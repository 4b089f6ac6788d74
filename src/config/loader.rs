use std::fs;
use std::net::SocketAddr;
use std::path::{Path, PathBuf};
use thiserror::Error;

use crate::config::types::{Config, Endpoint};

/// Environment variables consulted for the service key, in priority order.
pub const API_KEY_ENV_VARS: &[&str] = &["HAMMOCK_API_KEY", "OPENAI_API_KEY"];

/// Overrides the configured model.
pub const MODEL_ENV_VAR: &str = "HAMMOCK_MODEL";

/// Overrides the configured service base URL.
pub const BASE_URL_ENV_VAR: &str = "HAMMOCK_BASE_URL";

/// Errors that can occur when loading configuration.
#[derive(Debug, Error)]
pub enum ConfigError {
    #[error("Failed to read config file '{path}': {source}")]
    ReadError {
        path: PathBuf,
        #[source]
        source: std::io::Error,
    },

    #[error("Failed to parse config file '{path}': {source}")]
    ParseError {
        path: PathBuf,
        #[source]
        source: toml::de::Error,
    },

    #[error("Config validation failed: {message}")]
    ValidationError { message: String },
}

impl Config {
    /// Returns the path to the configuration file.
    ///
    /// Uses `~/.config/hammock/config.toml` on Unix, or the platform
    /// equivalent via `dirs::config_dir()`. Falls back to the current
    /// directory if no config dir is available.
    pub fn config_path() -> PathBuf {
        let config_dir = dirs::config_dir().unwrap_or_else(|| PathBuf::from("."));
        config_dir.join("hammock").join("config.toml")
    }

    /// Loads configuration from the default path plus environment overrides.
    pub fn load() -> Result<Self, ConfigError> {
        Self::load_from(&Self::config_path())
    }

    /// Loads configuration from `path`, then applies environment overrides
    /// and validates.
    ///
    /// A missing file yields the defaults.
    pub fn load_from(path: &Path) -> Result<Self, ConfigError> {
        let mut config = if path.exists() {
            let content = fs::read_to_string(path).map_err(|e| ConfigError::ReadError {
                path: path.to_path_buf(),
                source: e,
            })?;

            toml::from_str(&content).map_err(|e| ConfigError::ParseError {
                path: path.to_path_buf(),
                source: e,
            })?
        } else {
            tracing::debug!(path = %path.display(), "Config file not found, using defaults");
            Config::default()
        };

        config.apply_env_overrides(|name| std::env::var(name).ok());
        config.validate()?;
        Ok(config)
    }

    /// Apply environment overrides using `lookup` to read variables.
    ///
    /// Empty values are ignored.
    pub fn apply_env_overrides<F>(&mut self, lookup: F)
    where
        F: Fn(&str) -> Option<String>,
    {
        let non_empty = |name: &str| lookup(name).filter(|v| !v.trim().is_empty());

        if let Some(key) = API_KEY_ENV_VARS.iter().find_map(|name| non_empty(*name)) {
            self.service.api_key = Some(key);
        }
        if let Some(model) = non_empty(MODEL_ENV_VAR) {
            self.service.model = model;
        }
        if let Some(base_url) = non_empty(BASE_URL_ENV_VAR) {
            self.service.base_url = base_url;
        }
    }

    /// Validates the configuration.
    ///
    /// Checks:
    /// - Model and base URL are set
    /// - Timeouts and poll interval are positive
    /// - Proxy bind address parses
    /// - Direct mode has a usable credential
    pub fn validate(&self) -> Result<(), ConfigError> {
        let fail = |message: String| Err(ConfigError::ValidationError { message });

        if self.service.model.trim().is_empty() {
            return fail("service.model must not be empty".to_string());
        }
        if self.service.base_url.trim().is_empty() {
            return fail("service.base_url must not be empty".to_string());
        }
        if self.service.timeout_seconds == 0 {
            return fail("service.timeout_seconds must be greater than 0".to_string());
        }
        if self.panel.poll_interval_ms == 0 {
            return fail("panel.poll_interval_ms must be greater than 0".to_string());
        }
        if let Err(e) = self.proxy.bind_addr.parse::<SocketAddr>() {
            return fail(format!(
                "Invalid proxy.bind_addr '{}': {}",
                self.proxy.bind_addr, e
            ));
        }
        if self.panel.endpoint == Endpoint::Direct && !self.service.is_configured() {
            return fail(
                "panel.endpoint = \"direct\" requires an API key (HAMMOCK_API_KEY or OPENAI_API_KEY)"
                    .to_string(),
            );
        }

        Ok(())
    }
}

---

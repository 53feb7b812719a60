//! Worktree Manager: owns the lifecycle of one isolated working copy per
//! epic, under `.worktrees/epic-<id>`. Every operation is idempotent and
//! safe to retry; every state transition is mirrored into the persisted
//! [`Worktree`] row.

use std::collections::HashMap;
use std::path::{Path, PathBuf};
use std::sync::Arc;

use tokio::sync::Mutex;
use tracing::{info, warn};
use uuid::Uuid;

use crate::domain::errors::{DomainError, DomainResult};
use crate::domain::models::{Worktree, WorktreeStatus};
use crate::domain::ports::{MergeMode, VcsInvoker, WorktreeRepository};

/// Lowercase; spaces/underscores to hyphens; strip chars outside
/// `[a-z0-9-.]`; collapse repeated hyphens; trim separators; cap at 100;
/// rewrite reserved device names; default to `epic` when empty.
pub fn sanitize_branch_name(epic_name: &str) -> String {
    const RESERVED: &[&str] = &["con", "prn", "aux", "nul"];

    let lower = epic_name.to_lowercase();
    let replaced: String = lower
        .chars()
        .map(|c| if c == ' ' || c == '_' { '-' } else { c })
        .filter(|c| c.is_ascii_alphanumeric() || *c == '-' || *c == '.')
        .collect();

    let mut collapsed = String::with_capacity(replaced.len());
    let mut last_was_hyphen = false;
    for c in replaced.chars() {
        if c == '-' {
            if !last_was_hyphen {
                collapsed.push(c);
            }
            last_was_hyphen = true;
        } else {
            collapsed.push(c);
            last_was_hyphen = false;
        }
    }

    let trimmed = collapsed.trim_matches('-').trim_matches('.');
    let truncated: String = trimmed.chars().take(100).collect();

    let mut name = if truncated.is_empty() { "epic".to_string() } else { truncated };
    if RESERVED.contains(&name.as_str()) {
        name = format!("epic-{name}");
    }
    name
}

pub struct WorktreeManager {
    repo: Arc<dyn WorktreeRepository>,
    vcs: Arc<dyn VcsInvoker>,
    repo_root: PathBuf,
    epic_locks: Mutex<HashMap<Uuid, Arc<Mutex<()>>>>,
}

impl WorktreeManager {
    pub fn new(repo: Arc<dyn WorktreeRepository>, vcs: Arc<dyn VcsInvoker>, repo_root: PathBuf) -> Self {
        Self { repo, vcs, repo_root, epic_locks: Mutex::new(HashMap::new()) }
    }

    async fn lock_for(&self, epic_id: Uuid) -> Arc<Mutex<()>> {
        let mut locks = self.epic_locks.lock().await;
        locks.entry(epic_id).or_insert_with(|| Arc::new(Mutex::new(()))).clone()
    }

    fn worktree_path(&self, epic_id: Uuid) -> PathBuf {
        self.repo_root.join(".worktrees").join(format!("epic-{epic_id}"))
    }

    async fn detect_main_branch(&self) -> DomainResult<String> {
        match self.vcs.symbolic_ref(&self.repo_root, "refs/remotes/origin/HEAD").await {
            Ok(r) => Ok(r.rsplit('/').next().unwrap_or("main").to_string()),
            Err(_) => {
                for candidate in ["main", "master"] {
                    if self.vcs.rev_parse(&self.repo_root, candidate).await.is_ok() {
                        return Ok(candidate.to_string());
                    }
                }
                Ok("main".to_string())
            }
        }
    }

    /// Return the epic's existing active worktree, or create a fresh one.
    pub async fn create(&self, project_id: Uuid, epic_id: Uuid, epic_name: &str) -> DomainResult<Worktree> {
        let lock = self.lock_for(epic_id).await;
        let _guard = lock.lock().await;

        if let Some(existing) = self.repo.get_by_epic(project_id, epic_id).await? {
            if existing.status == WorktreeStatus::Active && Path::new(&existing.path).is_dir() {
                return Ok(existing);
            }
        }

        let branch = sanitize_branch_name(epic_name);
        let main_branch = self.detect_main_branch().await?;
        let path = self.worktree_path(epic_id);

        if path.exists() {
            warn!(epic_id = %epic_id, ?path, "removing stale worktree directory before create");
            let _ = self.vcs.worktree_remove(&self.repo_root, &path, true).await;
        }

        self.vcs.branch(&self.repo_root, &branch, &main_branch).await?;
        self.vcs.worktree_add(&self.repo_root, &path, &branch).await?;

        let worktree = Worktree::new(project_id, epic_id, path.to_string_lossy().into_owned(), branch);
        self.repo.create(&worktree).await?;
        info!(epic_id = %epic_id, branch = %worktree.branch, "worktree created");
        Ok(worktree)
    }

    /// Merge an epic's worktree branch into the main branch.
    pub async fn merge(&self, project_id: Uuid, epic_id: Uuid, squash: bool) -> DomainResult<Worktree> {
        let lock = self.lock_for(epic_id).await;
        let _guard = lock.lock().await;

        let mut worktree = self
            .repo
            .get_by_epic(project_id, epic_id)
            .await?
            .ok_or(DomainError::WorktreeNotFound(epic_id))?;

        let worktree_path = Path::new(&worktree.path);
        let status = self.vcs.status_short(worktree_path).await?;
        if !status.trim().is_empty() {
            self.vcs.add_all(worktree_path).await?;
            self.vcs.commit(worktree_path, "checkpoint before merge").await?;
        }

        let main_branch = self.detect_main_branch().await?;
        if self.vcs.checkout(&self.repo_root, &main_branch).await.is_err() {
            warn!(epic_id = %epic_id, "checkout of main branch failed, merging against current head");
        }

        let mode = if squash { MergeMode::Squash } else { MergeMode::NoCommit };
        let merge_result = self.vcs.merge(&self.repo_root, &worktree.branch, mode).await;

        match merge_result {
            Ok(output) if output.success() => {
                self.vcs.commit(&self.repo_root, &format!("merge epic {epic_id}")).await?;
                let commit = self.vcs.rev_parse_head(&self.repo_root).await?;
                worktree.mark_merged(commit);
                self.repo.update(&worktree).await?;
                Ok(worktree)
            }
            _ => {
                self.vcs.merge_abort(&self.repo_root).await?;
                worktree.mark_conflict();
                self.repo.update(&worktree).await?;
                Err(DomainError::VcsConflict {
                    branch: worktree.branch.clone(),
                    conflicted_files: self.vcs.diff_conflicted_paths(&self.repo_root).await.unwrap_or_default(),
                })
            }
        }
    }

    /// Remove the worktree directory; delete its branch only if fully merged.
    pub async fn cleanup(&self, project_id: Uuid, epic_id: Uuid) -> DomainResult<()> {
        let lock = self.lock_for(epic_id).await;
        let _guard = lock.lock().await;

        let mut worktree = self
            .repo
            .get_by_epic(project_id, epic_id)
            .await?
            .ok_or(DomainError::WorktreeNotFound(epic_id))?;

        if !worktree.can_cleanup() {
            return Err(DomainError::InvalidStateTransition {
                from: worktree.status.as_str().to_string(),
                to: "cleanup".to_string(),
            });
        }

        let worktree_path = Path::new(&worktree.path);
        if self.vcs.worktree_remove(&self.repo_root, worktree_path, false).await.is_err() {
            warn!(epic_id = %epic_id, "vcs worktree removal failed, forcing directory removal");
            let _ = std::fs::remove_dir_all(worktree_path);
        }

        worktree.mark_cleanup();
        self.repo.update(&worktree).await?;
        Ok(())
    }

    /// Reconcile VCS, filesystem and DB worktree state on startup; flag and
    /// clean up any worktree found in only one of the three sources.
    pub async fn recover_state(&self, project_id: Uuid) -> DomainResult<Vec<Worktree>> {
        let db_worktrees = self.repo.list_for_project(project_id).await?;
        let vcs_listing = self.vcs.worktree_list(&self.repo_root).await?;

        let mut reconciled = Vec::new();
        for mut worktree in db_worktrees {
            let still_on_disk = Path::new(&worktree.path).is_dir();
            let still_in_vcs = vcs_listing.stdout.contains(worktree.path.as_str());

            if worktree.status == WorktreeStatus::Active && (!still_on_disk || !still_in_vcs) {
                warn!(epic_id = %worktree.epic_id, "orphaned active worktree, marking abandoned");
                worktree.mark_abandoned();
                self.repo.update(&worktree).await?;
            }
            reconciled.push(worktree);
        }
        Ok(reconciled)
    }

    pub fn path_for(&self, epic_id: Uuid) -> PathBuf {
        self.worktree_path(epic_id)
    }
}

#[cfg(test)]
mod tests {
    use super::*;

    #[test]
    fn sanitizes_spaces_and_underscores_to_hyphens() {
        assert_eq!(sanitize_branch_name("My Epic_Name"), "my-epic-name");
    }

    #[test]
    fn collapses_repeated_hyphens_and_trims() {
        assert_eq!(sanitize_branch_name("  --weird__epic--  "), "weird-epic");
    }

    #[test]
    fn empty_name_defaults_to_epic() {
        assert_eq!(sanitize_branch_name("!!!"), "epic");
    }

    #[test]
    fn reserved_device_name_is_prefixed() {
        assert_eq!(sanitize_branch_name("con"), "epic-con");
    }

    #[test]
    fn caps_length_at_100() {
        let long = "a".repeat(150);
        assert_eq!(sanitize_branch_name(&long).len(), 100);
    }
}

==

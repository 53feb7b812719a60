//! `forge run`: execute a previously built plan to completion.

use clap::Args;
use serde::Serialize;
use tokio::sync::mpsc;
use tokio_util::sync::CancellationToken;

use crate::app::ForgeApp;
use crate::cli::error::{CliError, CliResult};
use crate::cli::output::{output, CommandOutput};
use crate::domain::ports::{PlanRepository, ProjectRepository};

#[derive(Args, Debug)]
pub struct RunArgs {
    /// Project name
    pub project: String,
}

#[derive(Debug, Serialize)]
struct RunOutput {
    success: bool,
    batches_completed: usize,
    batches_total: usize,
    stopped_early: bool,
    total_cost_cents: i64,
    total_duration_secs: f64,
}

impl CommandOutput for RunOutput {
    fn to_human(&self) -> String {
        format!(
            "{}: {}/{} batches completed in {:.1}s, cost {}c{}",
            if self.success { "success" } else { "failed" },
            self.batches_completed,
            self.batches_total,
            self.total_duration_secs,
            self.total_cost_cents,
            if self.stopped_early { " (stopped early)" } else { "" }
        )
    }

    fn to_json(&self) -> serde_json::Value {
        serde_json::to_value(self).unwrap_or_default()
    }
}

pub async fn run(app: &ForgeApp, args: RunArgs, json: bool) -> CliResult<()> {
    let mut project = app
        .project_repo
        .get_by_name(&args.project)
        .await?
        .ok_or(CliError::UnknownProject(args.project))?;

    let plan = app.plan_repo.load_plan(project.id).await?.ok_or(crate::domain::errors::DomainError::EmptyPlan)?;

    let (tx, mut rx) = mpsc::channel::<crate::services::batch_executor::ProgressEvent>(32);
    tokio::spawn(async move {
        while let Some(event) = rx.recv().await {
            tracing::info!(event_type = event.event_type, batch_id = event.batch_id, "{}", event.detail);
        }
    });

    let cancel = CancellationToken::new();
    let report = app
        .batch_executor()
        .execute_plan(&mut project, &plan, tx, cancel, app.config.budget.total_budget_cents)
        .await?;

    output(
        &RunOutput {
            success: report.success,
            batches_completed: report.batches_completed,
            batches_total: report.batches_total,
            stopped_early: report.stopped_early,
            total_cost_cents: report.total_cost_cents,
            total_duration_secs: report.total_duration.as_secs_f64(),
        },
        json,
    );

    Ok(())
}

### What you have to do
Search the records for the word "false". Copy each line where it appears.

### Exercise result
    let mut last_was_hyphen = false;
            last_was_hyphen = false;
        if self.vcs.worktree_remove(&self.repo_root, worktree_path, false).await.is_err() {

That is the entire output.